The problem:
Repeat back the listing below, word for word and in full.

Given data:
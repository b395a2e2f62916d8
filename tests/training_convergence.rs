//! Training convergence (`spec.md` §8, scenario 1): loss on a small,
//! fixed repeating sequence should fall substantially below the
//! uniform-distribution baseline after enough optimizer steps.

use crystalline::config::{ModelConfig, TrainConfig};
use crystalline::driver::{Batch, BatchSource, CheckpointSink, TrainingDriver};
use crystalline::params::ParamStore;

struct RepeatingSource {
    sequence: Vec<u32>,
    pos: usize,
    seq_len: usize,
}

impl BatchSource for RepeatingSource {
    fn next_batch(&mut self) -> Option<Batch> {
        let input_ids: Vec<u32> = (0..self.seq_len).map(|i| self.sequence[(self.pos + i) % self.sequence.len()]).collect();
        let target_ids: Vec<u32> = (0..self.seq_len).map(|i| self.sequence[(self.pos + i + 1) % self.sequence.len()]).collect();
        self.pos = (self.pos + 1) % self.sequence.len();
        Some(Batch { input_ids, target_ids })
    }
}

struct DiscardSink;
impl CheckpointSink for DiscardSink {
    fn write(&mut self, _bytes: &[u8]) -> crystalline::Result<()> {
        Ok(())
    }
}

#[derive(Default)]
struct LossTrack {
    first: Option<f32>,
    last: f32,
}
impl crystalline::driver::ProgressSink for LossTrack {
    fn report(&mut self, record: crystalline::driver::ProgressRecord) {
        self.first.get_or_insert(record.mean_loss);
        self.last = record.mean_loss;
    }
}

#[test]
fn loss_drops_well_below_uniform_baseline() {
    let model_cfg = ModelConfig {
        vocab_size: 8,
        embedding_dim: 16,
        num_layers: 1,
        num_heads: 2,
        ff_dim: 32,
        context_len: 4,
    };
    let train_cfg = TrainConfig {
        warmup_steps: 10,
        max_step: 300,
        base_lr: 5e-2,
        min_lr: 1e-3,
        max_grad_norm: 1.0,
        batch_size: 1,
        seq_len: 4,
        checkpoint_every: 0,
    };
    let mut store = ParamStore::new(model_cfg.clone(), 7).unwrap();
    let mut driver = TrainingDriver::new(model_cfg, train_cfg, &store).unwrap();

    let mut source = RepeatingSource {
        sequence: vec![0, 1, 2, 3, 4, 5, 6, 7],
        pos: 0,
        seq_len: 4,
    };
    let mut checkpoint_sink = DiscardSink;
    let mut progress_sink = LossTrack::default();

    driver.fit(&mut store, &mut source, &mut checkpoint_sink, &mut progress_sink, 300).unwrap();

    let first = progress_sink.first.expect("fit should have reported at least one step");
    assert!(
        progress_sink.last < first * 0.5,
        "final loss {} did not drop well below the first-step loss {}",
        progress_sink.last,
        first
    );

    driver.shutdown();
}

Solution for this task:
repository b395a2e2f62916d8
filename tests/training_convergence.rs
//! Training convergence (`spec.md` §8, scenario 1): loss on a small,
//! fixed repeating sequence should fall substantially below the
//! uniform-distribution baseline after enough optimizer steps.

use crystalline::config::{ModelConfig, TrainConfig};
use crystalline::driver::{Batch, BatchSource, CheckpointSink, TrainingDriver};
use crystalline::params::ParamStore;

struct RepeatingSource {
    sequence: Vec<u32>,
    pos: usize,
    seq_len: usize,
}

impl BatchSource for RepeatingSource {
    fn next_batch(&mut self) -> Option<Batch> {
        let input_ids: Vec<u32> = (0..self.seq_len).map(|i| self.sequence[(self.pos + i) % self.sequence.len()]).collect();
        let target_ids: Vec<u32> = (0..self.seq_len).map(|i| self.sequence[(self.pos + i + 1) % self.sequence.len()]).collect();
        self.pos = (self.pos + 1) % self.sequence.len();
        Some(Batch { input_ids, target_ids })
    }
}

struct DiscardSink;
impl CheckpointSink for DiscardSink {
    fn write(&mut self, _bytes: &[u8]) -> crystalline::Result<()> {
        Ok(())
    }
}

#[derive(Default)]
struct LossTrack {
    first: Option<f32>,
    last: f32,
}
impl crystalline::driver::ProgressSink for LossTrack {
    fn report(&mut self, record: crystalline::driver::ProgressRecord) {
        self.first.get_or_insert(record.mean_loss);
        self.last = record.mean_loss;
    }
}

#[test]
fn loss_drops_well_below_uniform_baseline() {
    let model_cfg = ModelConfig {
        vocab_size: 8,
        embedding_dim: 16,
        num_layers: 1,
        num_heads: 2,
        ff_dim: 32,
        context_len: 4,
    };
    let train_cfg = TrainConfig {
        warmup_steps: 10,
        max_step: 300,
        base_lr: 5e-2,
        min_lr: 1e-3,
        max_grad_norm: 1.0,
        batch_size: 1,
        seq_len: 4,
        checkpoint_every: 0,
    };
    let mut store = ParamStore::new(model_cfg.clone(), 7).unwrap();
    let mut driver = TrainingDriver::new(model_cfg, train_cfg, &store).unwrap();

    let mut source = RepeatingSource {
        sequence: vec![0, 1, 2, 3, 4, 5, 6, 7],
        pos: 0,
        seq_len: 4,
    };
    let mut checkpoint_sink = DiscardSink;
    let mut progress_sink = LossTrack::default();

    driver.fit(&mut store, &mut source, &mut checkpoint_sink, &mut progress_sink, 300).unwrap();

    let first = progress_sink.first.expect("fit should have reported at least one step");
    assert!(
        progress_sink.last < first * 0.5,
        "final loss {} did not drop well below the first-step loss {}",
        progress_sink.last,
        first
    );

    driver.shutdown();
}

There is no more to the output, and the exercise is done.